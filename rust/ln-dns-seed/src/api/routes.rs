//! API Routes
//!
//! HTTP endpoints for metrics and health checks

use axum::{
    extract::State,
    http::{header, StatusCode},
    response::IntoResponse,
    routing::get,
    Json, Router,
};
use std::sync::Arc;
use tokio::net::TcpListener;
use tower::ServiceBuilder;
use tower_http::trace::TraceLayer;
use tracing::info;

use crate::api::Metrics;
use crate::registry::PeerRegistry;

/// Shared API state
pub struct ApiState {
    pub root_domain: String,
    pub registry: Arc<PeerRegistry>,
    pub metrics: Arc<Metrics>,
}

/// Build the API router
pub fn router(state: Arc<ApiState>) -> Router {
    Router::new()
        // Health & Status
        .route("/health", get(health_check))
        .route("/status", get(get_status))

        // Metrics
        .route("/metrics", get(get_metrics_prometheus))
        .route("/metrics/json", get(get_metrics_json))

        .layer(ServiceBuilder::new().layer(TraceLayer::new_for_http()))
        .with_state(state)
}

/// Serve the HTTP API on an already bound listener
pub async fn run_api_server(listener: TcpListener, state: Arc<ApiState>) -> anyhow::Result<()> {
    info!("📊 HTTP API server listening on {}", listener.local_addr()?);

    axum::serve(listener, router(state)).await?;

    Ok(())
}

/// GET /health - Simple health check
async fn health_check() -> impl IntoResponse {
    "OK"
}

/// GET /status - Detailed status
async fn get_status(State(state): State<Arc<ApiState>>) -> impl IntoResponse {
    let stats = state.registry.stats();

    let status = serde_json::json!({
        "status": "healthy",
        "version": env!("CARGO_PKG_VERSION"),
        "uptime_secs": state.metrics.uptime_secs(),
        "root_domain": state.root_domain,
        "registry": stats,
    });

    Json(status)
}

/// GET /metrics - Prometheus format metrics
async fn get_metrics_prometheus(State(state): State<Arc<ApiState>>) -> impl IntoResponse {
    let stats = state.registry.stats();

    (
        StatusCode::OK,
        [(header::CONTENT_TYPE, "text/plain; charset=utf-8")],
        state.metrics.to_prometheus(&stats),
    )
}

/// GET /metrics/json - JSON format metrics
async fn get_metrics_json(State(state): State<Arc<ApiState>>) -> impl IntoResponse {
    let stats = state.registry.stats();
    Json(state.metrics.to_json(&stats))
}

#[cfg(test)]
mod tests {
    use super::*;
    use crate::types::tests::{addr, test_node_id};
    use crate::types::DEFAULT_PORT;
    use axum::body::{to_bytes, Body};
    use axum::http::Request;
    use tower::ServiceExt;

    fn state() -> Arc<ApiState> {
        let registry = Arc::new(PeerRegistry::new(DEFAULT_PORT));
        registry.upsert(test_node_id(1), vec![addr("10.0.0.1:9735")]);
        registry.upsert(test_node_id(2), vec![addr("[2001:db8::2]:9736")]);

        Arc::new(ApiState {
            root_domain: "seed.example".to_string(),
            registry,
            metrics: Arc::new(Metrics::new()),
        })
    }

    async fn get(uri: &str) -> (StatusCode, String) {
        let response = router(state())
            .oneshot(Request::builder().uri(uri).body(Body::empty()).unwrap())
            .await
            .unwrap();
        let status = response.status();
        let body = to_bytes(response.into_body(), usize::MAX).await.unwrap();
        (status, String::from_utf8(body.to_vec()).unwrap())
    }

    #[tokio::test]
    async fn test_health() {
        let (status, body) = get("/health").await;
        assert_eq!(status, StatusCode::OK);
        assert_eq!(body, "OK");
    }

    #[tokio::test]
    async fn test_status_format() {
        let (status, body) = get("/status").await;
        assert_eq!(status, StatusCode::OK);

        let json: serde_json::Value = serde_json::from_str(&body).unwrap();
        assert_eq!(json["status"], "healthy");
        assert_eq!(json["root_domain"], "seed.example");
        assert_eq!(json["registry"]["total_peers"], 2);
        assert_eq!(json["registry"]["default_port_peers"], 1);
    }

    #[tokio::test]
    async fn test_metrics_endpoints() {
        let (status, body) = get("/metrics").await;
        assert_eq!(status, StatusCode::OK);
        assert!(body.contains("ln_dns_seed_peers 2"));
        assert!(body.contains("ln_dns_seed_peers_ipv4 1"));

        let (_, body) = get("/metrics/json").await;
        let json: serde_json::Value = serde_json::from_str(&body).unwrap();
        assert_eq!(json["registry"]["ipv6_peers"], 1);
        assert_eq!(json["dns"]["answered"], 0);
    }

    #[tokio::test]
    async fn test_unknown_route() {
        let (status, _) = get("/nope").await;
        assert_eq!(status, StatusCode::NOT_FOUND);
    }
}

────────────────────

- **Work request**
Each line of the material above either contains the word "info" or does not; state how many do, and nothing else.

- **Reply to the task**
2